__TASK INSTRUCTIONS__.
The expected output is exactly the lines below, starting at the line with "file is treated" and ending at the line with "static FILE_EXTENSION: Lazy<Regex>", both included; no other line belongs in it.

START DATA EXCERPTS

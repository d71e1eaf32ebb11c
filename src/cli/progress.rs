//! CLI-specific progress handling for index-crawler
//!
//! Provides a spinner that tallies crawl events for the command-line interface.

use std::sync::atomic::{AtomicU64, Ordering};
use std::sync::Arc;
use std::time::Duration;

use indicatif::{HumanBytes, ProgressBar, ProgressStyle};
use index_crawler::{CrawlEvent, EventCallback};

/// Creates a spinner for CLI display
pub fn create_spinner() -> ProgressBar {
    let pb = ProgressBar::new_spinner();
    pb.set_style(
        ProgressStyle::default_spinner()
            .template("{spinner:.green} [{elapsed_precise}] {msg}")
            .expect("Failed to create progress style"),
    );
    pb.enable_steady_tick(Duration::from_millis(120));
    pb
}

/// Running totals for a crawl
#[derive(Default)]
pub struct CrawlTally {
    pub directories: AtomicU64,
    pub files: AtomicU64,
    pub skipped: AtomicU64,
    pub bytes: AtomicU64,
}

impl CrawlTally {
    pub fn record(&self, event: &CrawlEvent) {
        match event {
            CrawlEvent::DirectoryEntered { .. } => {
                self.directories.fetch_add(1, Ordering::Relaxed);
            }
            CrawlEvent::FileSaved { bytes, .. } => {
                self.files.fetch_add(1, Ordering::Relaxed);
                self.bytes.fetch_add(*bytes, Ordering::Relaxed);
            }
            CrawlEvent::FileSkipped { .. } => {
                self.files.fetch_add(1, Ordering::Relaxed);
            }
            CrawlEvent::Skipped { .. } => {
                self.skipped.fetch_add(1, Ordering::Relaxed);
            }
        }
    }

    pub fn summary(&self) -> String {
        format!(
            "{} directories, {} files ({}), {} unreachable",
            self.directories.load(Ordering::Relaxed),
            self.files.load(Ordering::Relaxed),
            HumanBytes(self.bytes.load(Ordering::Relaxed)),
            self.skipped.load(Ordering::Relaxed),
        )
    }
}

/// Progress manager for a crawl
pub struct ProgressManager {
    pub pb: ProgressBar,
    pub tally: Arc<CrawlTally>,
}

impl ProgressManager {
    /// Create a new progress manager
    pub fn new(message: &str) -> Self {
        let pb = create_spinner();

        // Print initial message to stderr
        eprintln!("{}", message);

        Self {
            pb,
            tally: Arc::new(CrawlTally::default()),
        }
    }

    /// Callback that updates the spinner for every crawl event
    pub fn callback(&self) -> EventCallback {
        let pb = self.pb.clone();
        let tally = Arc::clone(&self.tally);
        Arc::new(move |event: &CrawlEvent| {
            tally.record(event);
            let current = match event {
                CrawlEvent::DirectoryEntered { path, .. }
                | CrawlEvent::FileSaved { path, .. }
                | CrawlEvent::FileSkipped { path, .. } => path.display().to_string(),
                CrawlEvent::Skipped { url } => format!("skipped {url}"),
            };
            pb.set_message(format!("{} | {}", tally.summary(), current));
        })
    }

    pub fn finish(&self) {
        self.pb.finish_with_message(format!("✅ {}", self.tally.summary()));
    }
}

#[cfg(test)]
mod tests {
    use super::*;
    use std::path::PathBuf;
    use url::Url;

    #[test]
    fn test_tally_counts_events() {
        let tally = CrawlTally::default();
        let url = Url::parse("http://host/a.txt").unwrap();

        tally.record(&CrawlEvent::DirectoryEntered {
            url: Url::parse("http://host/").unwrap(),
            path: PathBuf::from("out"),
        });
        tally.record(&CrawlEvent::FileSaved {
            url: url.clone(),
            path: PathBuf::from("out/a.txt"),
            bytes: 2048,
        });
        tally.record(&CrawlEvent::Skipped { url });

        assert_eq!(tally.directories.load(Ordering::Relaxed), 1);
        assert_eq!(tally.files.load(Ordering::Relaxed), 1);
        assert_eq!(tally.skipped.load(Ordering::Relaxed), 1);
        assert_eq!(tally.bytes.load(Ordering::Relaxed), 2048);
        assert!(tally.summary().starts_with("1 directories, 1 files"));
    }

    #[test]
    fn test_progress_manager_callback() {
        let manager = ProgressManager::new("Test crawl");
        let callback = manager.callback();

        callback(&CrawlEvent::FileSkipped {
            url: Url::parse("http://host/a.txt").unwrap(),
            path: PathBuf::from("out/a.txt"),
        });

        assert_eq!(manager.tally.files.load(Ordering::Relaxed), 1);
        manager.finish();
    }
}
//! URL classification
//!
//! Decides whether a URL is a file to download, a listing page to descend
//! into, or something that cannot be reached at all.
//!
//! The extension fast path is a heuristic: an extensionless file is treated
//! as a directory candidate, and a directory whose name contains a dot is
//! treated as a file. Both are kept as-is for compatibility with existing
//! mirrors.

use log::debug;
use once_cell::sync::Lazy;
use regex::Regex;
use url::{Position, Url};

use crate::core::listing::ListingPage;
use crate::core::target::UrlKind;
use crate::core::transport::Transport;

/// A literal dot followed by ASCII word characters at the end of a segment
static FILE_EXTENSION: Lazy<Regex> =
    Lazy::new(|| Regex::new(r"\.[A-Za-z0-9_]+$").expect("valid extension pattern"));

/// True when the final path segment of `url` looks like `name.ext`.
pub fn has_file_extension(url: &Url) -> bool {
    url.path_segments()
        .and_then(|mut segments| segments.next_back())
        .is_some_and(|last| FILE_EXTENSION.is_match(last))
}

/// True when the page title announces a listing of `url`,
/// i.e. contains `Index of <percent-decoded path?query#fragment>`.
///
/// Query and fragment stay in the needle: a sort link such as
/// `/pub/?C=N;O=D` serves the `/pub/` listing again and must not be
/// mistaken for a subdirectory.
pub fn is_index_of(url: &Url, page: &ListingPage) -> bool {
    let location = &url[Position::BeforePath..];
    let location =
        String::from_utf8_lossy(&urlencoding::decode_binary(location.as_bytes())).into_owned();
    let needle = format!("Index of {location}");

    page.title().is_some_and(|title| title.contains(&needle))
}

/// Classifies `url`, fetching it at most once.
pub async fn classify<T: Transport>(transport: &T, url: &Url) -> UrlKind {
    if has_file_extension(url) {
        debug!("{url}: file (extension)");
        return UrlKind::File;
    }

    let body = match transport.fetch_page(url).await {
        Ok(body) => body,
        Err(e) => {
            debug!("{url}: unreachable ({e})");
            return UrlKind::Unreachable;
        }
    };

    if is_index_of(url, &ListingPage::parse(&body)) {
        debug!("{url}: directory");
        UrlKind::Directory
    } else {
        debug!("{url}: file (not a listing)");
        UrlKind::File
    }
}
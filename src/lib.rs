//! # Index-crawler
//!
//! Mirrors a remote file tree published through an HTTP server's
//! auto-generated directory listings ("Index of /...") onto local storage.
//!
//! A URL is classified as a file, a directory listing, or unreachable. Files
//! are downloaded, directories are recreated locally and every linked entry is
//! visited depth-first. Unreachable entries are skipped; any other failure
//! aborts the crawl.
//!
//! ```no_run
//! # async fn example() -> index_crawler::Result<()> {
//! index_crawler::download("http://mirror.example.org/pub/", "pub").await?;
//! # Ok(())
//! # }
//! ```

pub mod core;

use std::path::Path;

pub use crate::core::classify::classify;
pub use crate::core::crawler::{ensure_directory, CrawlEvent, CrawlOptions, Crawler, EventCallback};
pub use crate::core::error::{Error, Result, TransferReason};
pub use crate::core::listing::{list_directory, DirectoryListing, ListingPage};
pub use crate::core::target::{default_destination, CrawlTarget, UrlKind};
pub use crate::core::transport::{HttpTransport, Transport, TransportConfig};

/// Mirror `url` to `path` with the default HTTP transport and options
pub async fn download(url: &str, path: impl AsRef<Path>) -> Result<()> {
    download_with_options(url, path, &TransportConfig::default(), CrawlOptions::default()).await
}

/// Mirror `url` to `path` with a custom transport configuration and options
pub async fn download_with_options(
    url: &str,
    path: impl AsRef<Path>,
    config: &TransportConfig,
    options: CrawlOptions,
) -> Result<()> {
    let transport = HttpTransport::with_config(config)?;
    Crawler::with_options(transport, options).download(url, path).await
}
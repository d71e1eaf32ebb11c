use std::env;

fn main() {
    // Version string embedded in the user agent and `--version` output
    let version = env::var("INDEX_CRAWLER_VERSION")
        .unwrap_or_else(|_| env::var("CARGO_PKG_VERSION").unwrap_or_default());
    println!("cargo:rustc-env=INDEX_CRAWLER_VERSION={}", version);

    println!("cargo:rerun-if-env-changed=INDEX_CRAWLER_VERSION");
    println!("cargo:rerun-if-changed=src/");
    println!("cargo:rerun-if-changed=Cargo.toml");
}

END DATA EXCERPTS

__RESPONSE TO THE TASK__.
//! The extension fast path is a heuristic: an extensionless file is treated
//! as a directory candidate, and a directory whose name contains a dot is
//! treated as a file. Both are kept as-is for compatibility with existing
//! mirrors.

use log::debug;
use once_cell::sync::Lazy;
use regex::Regex;
use url::{Position, Url};

use crate::core::listing::ListingPage;
use crate::core::target::UrlKind;
use crate::core::transport::Transport;

/// A literal dot followed by ASCII word characters at the end of a segment
static FILE_EXTENSION: Lazy<Regex> =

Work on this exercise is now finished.